The COVID-19 Pandemic has made social situations a lot more challenging for us all. For children who already suffer from social phobias, transitioning back to normal life can seem nearly impossible. If your child has been showing signs of having social anxiety, it might be time to double-tap on this issue and take a closer look. In this article, we will explore the top signs that may indicate your child has a social phobia.

Your Child Shows Signs of Avoidance

If your child is avoiding group situations, such as meetups with friends, going to school, or participating in extracurricular activities, this might be a sign of social phobia. Avoidance is typically accompanied by extreme distress when social situations are suggested or even required. School mornings can be tough, as the stress of getting through the day and interacting with friends, teachers, and peers can seem overwhelming. Talk to your child about how they are feeling and define if this is a short-term problem due to remote learning changes, or a bigger issue that should be discussed with your child’s doctor.

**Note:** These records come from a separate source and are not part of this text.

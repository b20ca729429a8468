use crate::domain::analysis::AnalysisResult;
use crate::domain::contract::LlmAnalysis;
use anyhow::Context;

/// Returns the first balanced `{ ... }` object in `text`. Braces inside JSON
/// string literals are ignored, so fenced blocks and prose around the object
/// are both tolerated.
pub fn extract_json(text: &str) -> Option<&str> {
    let start = text.find('{')?;
    let mut depth = 0usize;
    let mut in_string = false;
    let mut escaped = false;

    for (offset, ch) in text[start..].char_indices() {
        if in_string {
            match ch {
                _ if escaped => escaped = false,
                '\\' => escaped = true,
                '"' => in_string = false,
                _ => {}
            }
            continue;
        }

        match ch {
            '"' => in_string = true,
            '{' => depth += 1,
            '}' => {
                depth -= 1;
                if depth == 0 {
                    let end = start + offset + ch.len_utf8();
                    return Some(&text[start..end]);
                }
            }
            _ => {}
        }
    }

    None
}

/// Strict structured decode of a model reply.
pub fn parse_analysis(text: &str) -> anyhow::Result<AnalysisResult> {
    let json_str = extract_json(text).context("no JSON object found in LLM output")?;
    let parsed = serde_json::from_str::<LlmAnalysis>(json_str)
        .with_context(|| format!("LLM output is not valid JSON for analysis schema: {json_str}"))?;
    parsed.validate_and_into_result(text)
}

#[cfg(test)]
mod tests {
    use super::*;
    use crate::domain::analysis::{Recommendation, RiskLevel};

    #[test]
    fn extract_json_handles_fenced_blocks() {
        let body = "{\"a\":1}";
        let fenced = format!("```json\n{body}\n```\n");
        assert_eq!(extract_json(&fenced), Some(body));
    }

    #[test]
    fn extract_json_takes_first_balanced_object() {
        let s = "prefix {\"a\":{\"b\":2}} middle {\"c\":3} suffix";
        assert_eq!(extract_json(s), Some("{\"a\":{\"b\":2}}"));
    }

    #[test]
    fn extract_json_ignores_braces_in_strings() {
        let s = r#"{"analysis":"use } and { freely \" ok"} tail"#;
        assert_eq!(extract_json(s), Some(r#"{"analysis":"use } and { freely \" ok"}"#));
    }

    #[test]
    fn extract_json_requires_closing_brace() {
        assert_eq!(extract_json("{\"a\": 1"), None);
        assert_eq!(extract_json("no json here"), None);
    }

    #[test]
    fn parse_analysis_accepts_valid_json() {
        let text = r#"Here you go:
{"recommendation":"BUY","confidence":80,"riskLevel":"LOW","keyPoints":["x"],"analysis":"y"}"#;
        let result = parse_analysis(text).unwrap();
        assert_eq!(result.recommendation, Recommendation::Buy);
        assert_eq!(result.confidence.get(), 80);
        assert_eq!(result.risk_level, RiskLevel::Low);
        assert_eq!(result.key_points, vec!["x"]);
        assert_eq!(result.analysis, "y");
    }

    #[test]
    fn parse_analysis_rejects_malformed_object() {
        assert!(parse_analysis("{recommendation: BUY}").is_err());
    }

    #[test]
    fn parse_analysis_rejects_non_object_reply() {
        assert!(parse_analysis("I recommend BUY.").is_err());
    }
}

In Social Situations, They Experience Physical Pain

Social phobias can also appear in the form of physical pain. Your child might get the shakes, an upset stomach, teary eyes, sore throat, or intense headache in the days or hours leading up to a social situation. These feelings can be extremely uncomfortable for your child and very scary for you as a parent. Try to approach these feelings with a calm and helpful nature. Talk to your child’s pediatrician about anxiety management options and chat with your child about what might be causing these feelings. (1) 

Others Have Noticed Your Child Withdrawing

It’s one thing when you notice a difference in your child’s behavior, but another when an external source brings odd tendencies to your attention. If your child’s teacher, coach, mentor, or friend’s parent comes to you with a concern, it is important to address it head-on. You know your child best, but since you see them every day, it can be hard to pick up on slight changes that only others will notice.(2)

Friendships Are Hard to Come by And Keep 

Friendships are challenging for children at any age. They come and go as your child develops and defines what is important to them! Interests shift and crowds change with these ever-adapting preferences. However, if your child is having trouble making friends and shows little to no interest in building relationships, this is cause for concern. Your child should be excited about the possibility of trying a new activity and meeting new people. If you notice friends aren’t coming around as often or your child’s afternoons look freer, it might be time to address this issue with your child.

We hope this article helped you better understand the warning signs that your child might have a social phobia. If you have picked up on any of these tendencies, it might be time to contact Neurobehavioral Associates and gain some extra support. We’ve got your back!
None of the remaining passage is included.